◆ What the task asks ◆
What lines of the data hold the string "engine"? Copy them all.

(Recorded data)
□ □ □ □ □ □ □

//! StateManager: the pure mediator between producers and the state store.
//! Keeps no primary state of its own — only the rule engine's need for the
//! latest document, which it reads back from the store after every accepted
//! patch. Translates each producer event to one or more patches, and
//! exposes one command handler per known command kind.

use std::sync::Arc;

use relay_types::{Patch, PatchOp};
use serde_json::json;
use tracing::{error, warn};

use crate::events::{EventReceiver, ProducerEvent};
use crate::error::RelayError;
use crate::rules::RULES;
use crate::store::StateStore;

pub struct CommandResult {
    pub success: bool,
    pub detail: String,
}

pub struct StateManager {
    store: Arc<StateStore>,
}

impl StateManager {
    pub fn new(store: Arc<StateStore>) -> Self {
        Self { store }
    }

    pub fn store(&self) -> Arc<StateStore> {
        self.store.clone()
    }

    /// Seeds the document groups the invariants and rule engine assume
    /// exist (`alerts.active`/`alerts.resolved` as arrays, `anchor` and
    /// `bluetooth.devices` as objects), before any producer starts.
    pub async fn bootstrap(&self) -> Result<(), RelayError> {
        self.store
            .apply_patch(Patch::new(vec![
                PatchOp::Add { path: "/alerts".into(), value: json!({"active": [], "resolved": []}) },
                PatchOp::Add { path: "/anchor".into(), value: json!({"deployed": false, "location": null}) },
                PatchOp::Add { path: "/bluetooth".into(), value: json!({"devices": {}}) },
            ]))
            .await?;
        Ok(())
    }

    /// Attaches to a producer's event stream; translates each event into a
    /// patch and applies it, then runs the rule engine's single bounded
    /// second pass.
    pub async fn listen_to_service(&self, mut events: EventReceiver) {
        loop {
            match events.recv().await {
                Ok(event) => {
                    if let Some(patch) = translate_event(event) {
                        self.apply_and_run_rules(patch).await;
                    }
                }
                Err(tokio::sync::broadcast::error::RecvError::Closed) => return,
                Err(tokio::sync::broadcast::error::RecvError::Lagged(n)) => {
                    warn!("state manager lagged behind producer event bus by {n} events");
                }
            }
        }
    }

    async fn apply_and_run_rules(&self, patch: Patch) {
        match self.store.apply_patch(patch).await {
            Ok(result) if result.accepted && !result.emitted.is_empty() => {
                let (document, _) = self.store.snapshot().await;
                let mut rule_ops = Vec::new();
                for rule in RULES {
                    rule_ops.extend(rule(&document, &result.emitted));
                }
                if !rule_ops.is_empty() {
                    if let Err(e) = self.store.apply_patch(Patch::new(rule_ops)).await {
                        error!("rule-engine patch rejected: {e}");
                    }
                }
            }
            Ok(_) => {}
            Err(e) => warn!("patch from producer rejected: {e}"),
        }
    }

    pub async fn handle_anchor_update(&self, data: serde_json::Value) -> CommandResult {
        let mut ops = Vec::new();
        if let Some(deployed) = data.get("deployed") {
            ops.push(PatchOp::Replace { path: "/anchor/deployed".into(), value: deployed.clone() });
        }
        if let Some(location) = data.get("location") {
            ops.push(PatchOp::Replace { path: "/anchor/location".into(), value: location.clone() });
        }
        if let Some(range) = data.get("criticalRange") {
            ops.push(PatchOp::Replace { path: "/anchor/criticalRange".into(), value: range.clone() });
        }
        self.apply_command_patch(ops).await
    }

    pub async fn handle_alert_update(&self, data: serde_json::Value) -> CommandResult {
        let ops = vec![PatchOp::Replace { path: "/alerts".into(), value: data }];
        self.apply_command_patch(ops).await
    }

    pub async fn handle_bluetooth_toggle(&self, device_id: &str, enabled: bool) -> CommandResult {
        self.apply_command_patch(vec![PatchOp::Replace {
            path: format!("/bluetooth/devices/{device_id}/enabled"),
            value: json!(enabled),
        }])
        .await
    }

    pub async fn handle_bluetooth_select(&self, device_id: &str, selected: bool) -> CommandResult {
        self.apply_command_patch(vec![PatchOp::Replace {
            path: format!("/bluetooth/devices/{device_id}/selected"),
            value: json!(selected),
        }])
        .await
    }

    pub async fn handle_bluetooth_rename(&self, device_id: &str, name: String) -> CommandResult {
        self.apply_command_patch(vec![PatchOp::Replace {
            path: format!("/bluetooth/devices/{device_id}/name"),
            value: json!(name),
        }])
        .await
    }

    async fn apply_command_patch(&self, ops: Vec<PatchOp>) -> CommandResult {
        match self.store.apply_patch(Patch::new(ops)).await {
            Ok(result) => CommandResult { success: true, detail: format!("applied at version {}", result.version) },
            Err(e) => CommandResult { success: false, detail: e.to_string() },
        }
    }
}

fn translate_event(event: ProducerEvent) -> Option<Patch> {
    match event {
        // `add` rather than `replace`: these group paths don't exist until
        // the first reading arrives, and `add` auto-vivifies the
        // intermediate `navigation`/`environment` objects the same way it
        // does for a brand-new bluetooth device record below. `add` against
        // an existing key overwrites it, so this is safe on every later call
        // too.
        ProducerEvent::PositionUpdate { lat, lon, source, timestamp_ms } => Some(Patch::new(vec![PatchOp::Add {
            path: "/navigation/position".into(),
            value: json!({"value": {"lat": lat, "lon": lon}, "units": "deg", "timestamp": timestamp_ms, "source": source}),
        }])),
        ProducerEvent::WeatherUpdate { report } => Some(Patch::new(vec![PatchOp::Add { path: "/environment/weather".into(), value: report }])),
        ProducerEvent::TideUpdate { report } => Some(Patch::new(vec![PatchOp::Add { path: "/environment/tides".into(), value: report }])),
        ProducerEvent::DeviceDiscovered { device_id, name, manufacturer_id } => Some(Patch::new(vec![PatchOp::Add {
            path: format!("/bluetooth/devices/{device_id}"),
            value: json!({"name": name, "manufacturerId": manufacturer_id, "selected": false, "sensorData": {}}),
        }])),
        ProducerEvent::DeviceUpdated { device_id, fields } => Some(Patch::new(
            fields
                .as_object()?
                .iter()
                .map(|(k, v)| PatchOp::Replace { path: format!("/bluetooth/devices/{device_id}/{k}"), value: v.clone() })
                .collect(),
        )),
        ProducerEvent::DeviceData { device_id, measurement } => Some(Patch::new(vec![PatchOp::Replace {
            path: format!("/bluetooth/devices/{device_id}/sensorData"),
            value: measurement,
        }])),
        ProducerEvent::ModbusData { register, value } => Some(Patch::new(vec![PatchOp::Add { path: register, value }])),
        ProducerEvent::PlaybackPatch { ops } => Some(Patch::new(ops)),
        ProducerEvent::WeatherError { .. }
        | ProducerEvent::TideError { .. }
        | ProducerEvent::ModbusError { .. }
        | ProducerEvent::ScanStart
        | ProducerEvent::ScanStop
        | ProducerEvent::Error { .. } => None,
    }
}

□ □ □ □ □ □ □

◆ Written reply ◆
//! Keeps no primary state of its own — only the rule engine's need for the
    /// Seeds the document groups the invariants and rule engine assume
    /// patch and applies it, then runs the rule engine's single bounded
                        error!("rule-engine patch rejected: {e}");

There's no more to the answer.